New Hospital's Final Number: $41.8 Million


The new number is $41.8 million. The final number. Leaders at the Martha's Vineyard Hospital now say this is what they must raise or borrow in order to replace the decrepit building that houses the Island's only hospital.


"I think this is the number we are really going to run with," said hospital chief executive officer Tim Walsh this week. "Unfortunately I would have liked to see it come in a little lower than that, but this is it - this is what we are going to work with."

Hospital trustees learned the news at a board meeting held over the Memorial Day weekend.

Formally launched late last summer and the most ambitious capital project in the history of the Vineyard, the plan to build a new hospital has proceeded in fits and starts. And the asking price has changed more than once.

In August of 2003 when the plan was first unveiled, the cost was estimated at $30 million. A few months later, as the plan took shape, the price tag went up - way up - to $50 million.

Sticker shock reverberated around the Vineyard community and hospital leaders vowed to bring it down. This week they kept that promise.

The $41.8 million includes $1.2 million for renovating the existing hospital building, and it also includes a five per cent contingency, Mr. Walsh said. The per-square-foot price for the new hospital building is $355, he said. The new building is currently planned at 89,000 square feet. The per-square-foot price for renovating the old hospital building now stands at $125.

Mr. Walsh said senior managers and hospital trustees will now undertake the arduous task of examining financial feasibility. "We are going to look at our debt capacity and our ability to handle it," Mr. Walsh said.

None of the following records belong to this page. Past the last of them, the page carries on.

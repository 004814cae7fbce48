//! Integration tests for cycif-db
//!
//! These tests run the full path from a registry file on disk through
//! normalization, gating, fusion and ingestion.

use cycif_db::compat::{CompatibilityChecker, CompatibilityError};
use cycif_db::fusion::{fuse_db_keys, FuseMode};
use cycif_db::headers::{HeaderKey, HeaderKeyComparator, HeaderNormalizer, MaskType};
use cycif_db::ingest::{
    CellTable, DeclaredMarker, IngestOptions, Ingestor, MemorySink, SampleRecord,
};
use cycif_db::markers::{ComparatorContext, Identity, MarkerRegistry, NewMarker, OtherFeature};
use std::fs;
use std::path::{Path, PathBuf};
use tempfile::tempdir;

const REGISTRY: &str = "\
# Stock markers
kind\tid\tname\tfluor\tanti\tduplicate\taliases
marker\t56\tCD45\t\t\t\tCD45_1,CD-45
marker\t105\tDAPI\t\t\t\tDAPI_1,DAPI1
marker\t7\talpha_SMA\t\t\t\taSMA,alpha-SMA
marker\t10001\tCD1000\t\t\t\t
marker\t10002\tCD1000\tef570\t\t\t
marker\t10004\tCD1000\t\tgoat\t\t
marker\t10005\tCD1000\t\t\t1\t
other\t\tsample_cell_id\t\t\t\tcellID,CellId
other\t\tarea\t\t\t\tArea
";

fn write_registry(dir: &Path) -> PathBuf {
    let path = dir.join("markers.tsv");
    fs::write(&path, REGISTRY).unwrap();
    path
}

/// Headers map to canonical keys through a registry loaded from disk
#[test]
fn test_normalize_headers_from_file() {
    let dir = tempdir().unwrap();
    let registry = MarkerRegistry::load(write_registry(dir.path())).unwrap();
    assert_eq!(registry.len(), 7);
    assert_eq!(registry.source(), Some(dir.path().join("markers.tsv").as_path()));

    let normalizer = HeaderNormalizer::new(&registry);
    assert_eq!(normalizer.to_db_key("CD45_1_Cell Masks").unwrap(), "56_cl");
    assert_eq!(normalizer.to_db_key("CD45_1_Nuclei Masks").unwrap(), "56_nu");
    assert_eq!(normalizer.to_db_key("DAPI_1_Nuclei Masks").unwrap(), "105_nu");
    assert!(normalizer.to_db_key("DAPI_100_Nuclei Masks").is_err());
    assert_eq!(normalizer.to_db_key("cellID").unwrap(), "sample_cell_id");
    assert_eq!(normalizer.to_db_key("Area").unwrap(), "area");
    assert!(normalizer.to_db_key("Something_New").is_err());
}

/// One unknown header and one unknown declared marker give one error
#[test]
fn test_single_aggregated_incompatibility() {
    let dir = tempdir().unwrap();
    let registry = MarkerRegistry::load(write_registry(dir.path())).unwrap();
    let checker = CompatibilityChecker::new(&registry);

    let result = checker.check(
        &["CellID", "CD45_1_Cell Masks", "Unknown_Cell Masks"],
        &["CD45", "NotAMarker"],
    );
    let CompatibilityError::Incompatible(unknown) = result.unwrap_err();
    assert_eq!(unknown.unknown_markers, vec!["Unknown"]);
    assert_eq!(unknown.unknown_declared, vec!["NotAMarker"]);
    let message = unknown.to_string();
    assert!(message.contains("1 unknown marker(s): Unknown"));
    assert!(message.contains("1 unknown declared marker(s): NotAMarker"));
}

/// A new alias is appended, not turned into a second marker, and survives reload
#[test]
fn test_update_appends_alias_and_reloads() {
    let dir = tempdir().unwrap();
    let source = write_registry(dir.path());
    let mut registry = MarkerRegistry::load(&source).unwrap();
    assert_eq!(registry.resolve("PTPRC"), None);

    let written = registry
        .update(
            &[NewMarker::new("cd45").alias("PTPRC")],
            &[OtherFeature::new("eccentricity", ["Eccentricity"])],
            None,
            false,
        )
        .unwrap();
    assert_eq!(written, dir.path().join("markers.tsv.new"));
    assert_eq!(fs::read_to_string(&source).unwrap(), REGISTRY);

    let reloaded = MarkerRegistry::load(&written).unwrap();
    assert_eq!(reloaded.len(), registry.len());
    assert_eq!(reloaded.resolve("PTPRC"), Some(Identity::Marker(56)));
    assert_eq!(reloaded.resolve("CD45"), registry.resolve("CD45"));
    assert_eq!(
        reloaded.resolve("Eccentricity"),
        Some(Identity::Other("eccentricity".to_string()))
    );
    assert_eq!(
        reloaded.marker(56).unwrap().aliases,
        vec!["CD45_1", "CD-45", "PTPRC"]
    );

    // In-place reload through an explicit destination
    let dest = dir.path().join("snapshot.tsv");
    registry
        .update(&[NewMarker::new("CD3").alias("CD3_1")], &[], Some(&dest), true)
        .unwrap();
    assert_eq!(registry.source(), Some(dest.as_path()));
    assert_eq!(registry.resolve_marker("CD3_1"), Some(10006));
}

/// Comparator context decides which keys are the same column
#[test]
fn test_key_equality_and_fusion() {
    let dir = tempdir().unwrap();
    let registry = MarkerRegistry::load(write_registry(dir.path())).unwrap();
    let ctx = ComparatorContext::default();
    let cmp = HeaderKeyComparator::new(&registry, ctx);

    let cl = |id| HeaderKey::new(id, MaskType::CellMasks);
    assert!(cmp.equals(&cl(10001), &cl(10004)).unwrap());
    assert!(cmp.equals(&cl(10001), &cl(10005)).unwrap());
    assert!(!cmp.equals(&cl(10001), &cl(10002)).unwrap());

    let lists = vec![
        vec![cl(10001), cl(56), HeaderKey::new(105, MaskType::NucleiMasks)],
        vec![cl(10005), HeaderKey::new(105, MaskType::NucleiMasks)],
    ];
    let union = fuse_db_keys(&registry, &lists, FuseMode::Union, ctx).unwrap();
    let intersection = fuse_db_keys(&registry, &lists, FuseMode::Intersection, ctx).unwrap();
    assert_eq!(union.len(), 4);
    assert_eq!(
        intersection.iter().map(ToString::to_string).collect::<Vec<_>>(),
        vec!["10001_cl", "10005_cl", "105_nu"]
    );
}

/// Cell and marker tables on disk ingest into the memory sink
#[test]
fn test_ingest_from_files() {
    let dir = tempdir().unwrap();
    let registry = MarkerRegistry::load(write_registry(dir.path())).unwrap();

    let cells_path = dir.path().join("cells.csv");
    fs::write(
        &cells_path,
        "CellID,CD45_1_Cell Masks,DAPI_1_Nuclei Masks,Area\n\
         1,12.5,300.25,40\n\
         2,8.75,280,38\n",
    )
    .unwrap();
    let markers_path = dir.path().join("markers.csv");
    fs::write(
        &markers_path,
        "marker_name,channel_number,cycle_number\nDAPI,1,1\nCD45,2,1\n",
    )
    .unwrap();

    let cells = CellTable::from_path(&cells_path).unwrap();
    let declared = DeclaredMarker::from_path(&markers_path).unwrap();
    let ingestor = Ingestor::new(&registry, IngestOptions::default());
    let mut sink = MemorySink::new();

    let summary = ingestor
        .ingest_sample_complex(
            &mut sink,
            SampleRecord::new("LUNG-1").with_tag("v1"),
            &cells,
            &declared,
            false,
        )
        .unwrap();

    assert!(summary.committed);
    assert_eq!(summary.cells_inserted, 2);
    assert_eq!(summary.marker_associations, 2);
    assert_eq!(sink.cells().len(), 2);
    assert_eq!(sink.cells()[1].sample_cell_id, Some(2));
    assert_eq!(
        sink.sample_markers().iter().map(|m| m.marker_id).collect::<Vec<_>>(),
        vec![105, 56]
    );

    let json = serde_json::to_value(&summary).unwrap();
    assert_eq!(json["cells_inserted"], 2);
    assert_eq!(json["feature_list"][1], "56_cl");
}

Year-end financial statements released by the hospital last week show that the hospital is operating in the black - even on a combined basis - but is also carrying a medium-to heavy debt load. Three years ago the hospital took on fresh debt when it bought back a bond that was used to build Windemere. The entire campus was mortgaged to pay $1.5 million for a $2.5 million bond. Windemere continues to depend on hospital resources to remain viable, although the drain is now less than it was a year ago.

A special board meeting is now set for the end of June, when trustees will get a look at the final determination of need (DON) application, which must be filed with the state by July 1. DON applications are required by the state department of public health for all capital projects over $10 million. The application includes detailed reporting requirements for the specifications of the project - including the financing plan.

Mr. Walsh said a community forum is planned for shortly after the board meeting. No date had been set yet for the forum at press time.

The building project has gone through a series of changes. The original plan called for razing the existing hospital in phases and building a new, three-story structure with an emergency room and a complete range of services including radiology, laboratory, surgery, obstetrics, acute care and intensive care. A separate professional building to house doctors' offices was also planned.

At a public forum last winter, Island residents were critical of the plan to have the hospital face Eastville avenue. There was also some criticism of the plan to build a separate professional building for doctors, and many said that they were stunned at the $50 million price tag.

A revised plan now on deck calls for building a new hospital that will be married to the rear portion of the old 1929 cottage hospital. The new plan calls for a building that faces Beach Road instead of Eastville avenue, and it will not include a new professional building to house doctors' offices. Instead, the existing hospital would be renovated for use as office space, administration and other ancillary services including day care, visiting nurses and complementary medicine.

"We have built the foundation for our broader vision - a brand new hospital," wrote hospital board president John Ferguson in an op-ed piece that is published on the Commentary Page of this morning's Gazette. "We've always known that we could not realistically ask for support for the construction of a new facility until we proved that we were also good fiscal managers. . . . We are ready to begin anew," he also wrote.

The architect for the project is Mark Rowland, an architect with Thomas, Miller & Partners in Tennessee.